Gilmar Mendes nega afastamento de Ednaldo Rodrigues da presidência da CBF

Por Redação 07/05/2025, às 21h59 - Atualizado às 21h59

O ministro Gilmar Mendes, do Supremo Tribunal Federal (STF), rejeitou nesta quarta-feira (7) o pedido de afastamento do presidente da Confederação Brasileira de Futebol (CBF), Ednaldo Rodrigues. A solicitação foi apresentada pela deputada federal Daniela Carneiro (União Brasil-RJ), conhecida como Daniela do Waguinho, e pelo vice-presidente da entidade, Fernando Sarney.

O pedido alegava a falsificação da assinatura do ex-vice-presidente da CBF, Antônio Carlos Nunes de Lima, em um acordo homologado pelo próprio Supremo, que colocou fim à disputa judicial pelo comando da confederação. Segundo a parlamentar, Nunes enfrenta graves problemas de saúde desde 2023 e não teria condições mentais de assinar o documento voluntariamente.
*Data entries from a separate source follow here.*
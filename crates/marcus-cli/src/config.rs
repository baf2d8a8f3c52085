//! Configuration for `marcus`.
//!
//! Environment-variable only: there is no TOML/XDG config-file layer. CLI
//! flags, when passed, override the environment.

use std::time::Duration;

use marcus_db::config::DbConfig;

/// Resolved server configuration.
#[derive(Debug, Clone)]
pub struct MarcusConfig {
    pub db_config: DbConfig,
    /// Root directory artifact content is written under.
    pub workspace_root: std::path::PathBuf,
    /// Lease reaper tick interval.
    pub lease_tick: Duration,
}

impl MarcusConfig {
    /// Resolve configuration from the environment, with an optional CLI
    /// flag override for the database URL.
    pub fn resolve(cli_database_url: Option<&str>) -> Self {
        let db_config = match cli_database_url {
            Some(url) => DbConfig::new(url),
            None => DbConfig::from_env(),
        };

        let workspace_root = std::env::var("MARCUS_WORKSPACE_ROOT")
            .map(std::path::PathBuf::from)
            .unwrap_or_else(|_| std::path::PathBuf::from("./marcus-artifacts"));

        let lease_tick = std::env::var("MARCUS_LEASE_TICK_SECONDS")
            .ok()
            .and_then(|s| s.parse::<u64>().ok())
            .map(Duration::from_secs)
            .unwrap_or_else(|| Duration::from_secs(marcus_core::lease_monitor::DEFAULT_TICK_SECONDS));

        Self {
            db_config,
            workspace_root,
            lease_tick,
        }
    }
}

#[cfg(test)]
mod tests {
    use super::*;

    #[test]
    fn resolve_falls_back_to_defaults_without_env() {
        // SAFETY: test runs single-threaded per-process env mutation; no
        // other test in this crate reads these vars.
        unsafe {
            std::env::remove_var("MARCUS_DATABASE_URL");
            std::env::remove_var("MARCUS_WORKSPACE_ROOT");
            std::env::remove_var("MARCUS_LEASE_TICK_SECONDS");
        }
        let cfg = MarcusConfig::resolve(None);
        assert_eq!(cfg.db_config.database_url, DbConfig::DEFAULT_URL);
        assert_eq!(cfg.lease_tick, Duration::from_secs(marcus_core::lease_monitor::DEFAULT_TICK_SECONDS));
    }

    #[test]
    fn cli_flag_overrides_env() {
        let cfg = MarcusConfig::resolve(Some("postgresql://example/override"));
        assert_eq!(cfg.db_config.database_url, "postgresql://example/override");
    }
}
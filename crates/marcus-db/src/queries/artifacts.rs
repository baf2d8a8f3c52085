//! Database query functions for the `artifacts` table.
//!
//! This is the metadata index only; the content an artifact describes is
//! written to the project workspace by `marcus_core::artifact` before the
//! row here is inserted.

use anyhow::{Context, Result};
use sqlx::PgPool;
use uuid::Uuid;

use crate::models::{Artifact, ArtifactType};

/// Fields required to record a new artifact.
#[derive(Debug, Clone)]
pub struct NewArtifact {
    pub project_id: Uuid,
    pub task_id: Uuid,
    pub agent_id: String,
    pub filename: String,
    pub artifact_type: ArtifactType,
    pub relative_path: String,
    pub size_bytes: i64,
    pub sha256: String,
    pub description: String,
}

/// Insert a new artifact row.
pub async fn insert_artifact(pool: &PgPool, new: &NewArtifact) -> Result<Artifact> {
    let artifact = sqlx::query_as::<_, Artifact>(
        "INSERT INTO artifacts \
            (project_id, task_id, agent_id, filename, artifact_type, \
             relative_path, size_bytes, sha256, description) \
         VALUES ($1, $2, $3, $4, $5, $6, $7, $8, $9) \
         RETURNING *",
    )
    .bind(new.project_id)
    .bind(new.task_id)
    .bind(&new.agent_id)
    .bind(&new.filename)
    .bind(new.artifact_type)
    .bind(&new.relative_path)
    .bind(new.size_bytes)
    .bind(&new.sha256)
    .bind(&new.description)
    .fetch_one(pool)
    .await
    .with_context(|| format!("failed to insert artifact for task {}", new.task_id))?;

    Ok(artifact)
}

/// Find an existing artifact recorded under `(task_id, filename)`, used by
/// `ArtifactStore::log_artifact` to decide no-op vs new-version-with-suffix.
pub async fn find_artifact_by_filename(
    pool: &PgPool,
    task_id: Uuid,
    filename: &str,
) -> Result<Option<Artifact>> {
    let artifact = sqlx::query_as::<_, Artifact>(
        "SELECT * FROM artifacts WHERE task_id = $1 AND filename = $2 \
         ORDER BY recorded_at DESC LIMIT 1",
    )
    .bind(task_id)
    .bind(filename)
    .fetch_optional(pool)
    .await
    .context("failed to find artifact by filename")?;

    Ok(artifact)
}

/// List artifacts recorded against a set of dependency tasks, ordered so
/// that API specs come first, then DESIGN, ARCHITECTURE, SPECIFICATION,
/// matching ContextService's preferred artifact ordering.
pub async fn list_artifacts_for_tasks(pool: &PgPool, task_ids: &[Uuid]) -> Result<Vec<Artifact>> {
    let artifacts = sqlx::query_as::<_, Artifact>(
        "SELECT * FROM artifacts WHERE task_id = ANY($1) \
         ORDER BY \
           CASE artifact_type \
             WHEN 'api' THEN 0 \
             WHEN 'design' THEN 1 \
             WHEN 'architecture' THEN 2 \
             WHEN 'specification' THEN 3 \
             ELSE 4 \
           END, \
           recorded_at DESC",
    )
    .bind(task_ids)
    .fetch_all(pool)
    .await
    .context("failed to list artifacts for tasks")?;

    Ok(artifacts)
}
Apesar das alegações, Gilmar Mendes entendeu que o pedido é juridicamente incabível. “Não há que se falar em reconsideração da decisão cautelar, uma vez que ela já esgotou os efeitos e não mais vigora, dada a insubsistência dos requisitos fáticos e jurídicos que outrora legitimaram o seu provimento”, afirmou o ministro em sua decisão.

No entanto, Mendes determinou que a Justiça do Rio de Janeiro apure as denúncias de falsificação de assinatura no acordo que validou a permanência de Ednaldo Rodrigues no comando da entidade. “Os documentos juntados pelos ora peticionantes trazem notícias e graves suspeitas de vícios de consentimento capazes de macular o negócio jurídico entabulado”, afirmou.

Disputa pelo comando da CBF

A crise jurídica envolvendo a presidência da CBF começou em dezembro de 2023, quando o Tribunal de Justiça do Rio de Janeiro (TJ-RJ) determinou a saída de Ednaldo Rodrigues do cargo. A decisão teve como base a anulação do Termo de Ajustamento de Conduta (TAC) firmado entre o Ministério Público e a CBF, que previa uma nova eleição na entidade. A nova votação havia reconduzido Ednaldo à presidência.

O acordo foi contestado por ex-dirigentes da CBF, que perderam seus cargos após a formalização do TAC. Eles alegaram que o termo foi assinado de forma irregular e sem a devida participação da entidade.

Diante da disputa, Gilmar Mendes homologou um acordo em fevereiro de 2024, firmado entre a CBF, cinco dirigentes e a Federação Mineira de Futebol, encerrando temporariamente o imbróglio judicial. A nova denúncia sobre a assinatura falsa, no entanto, reacende os questionamentos sobre a legalidade do processo.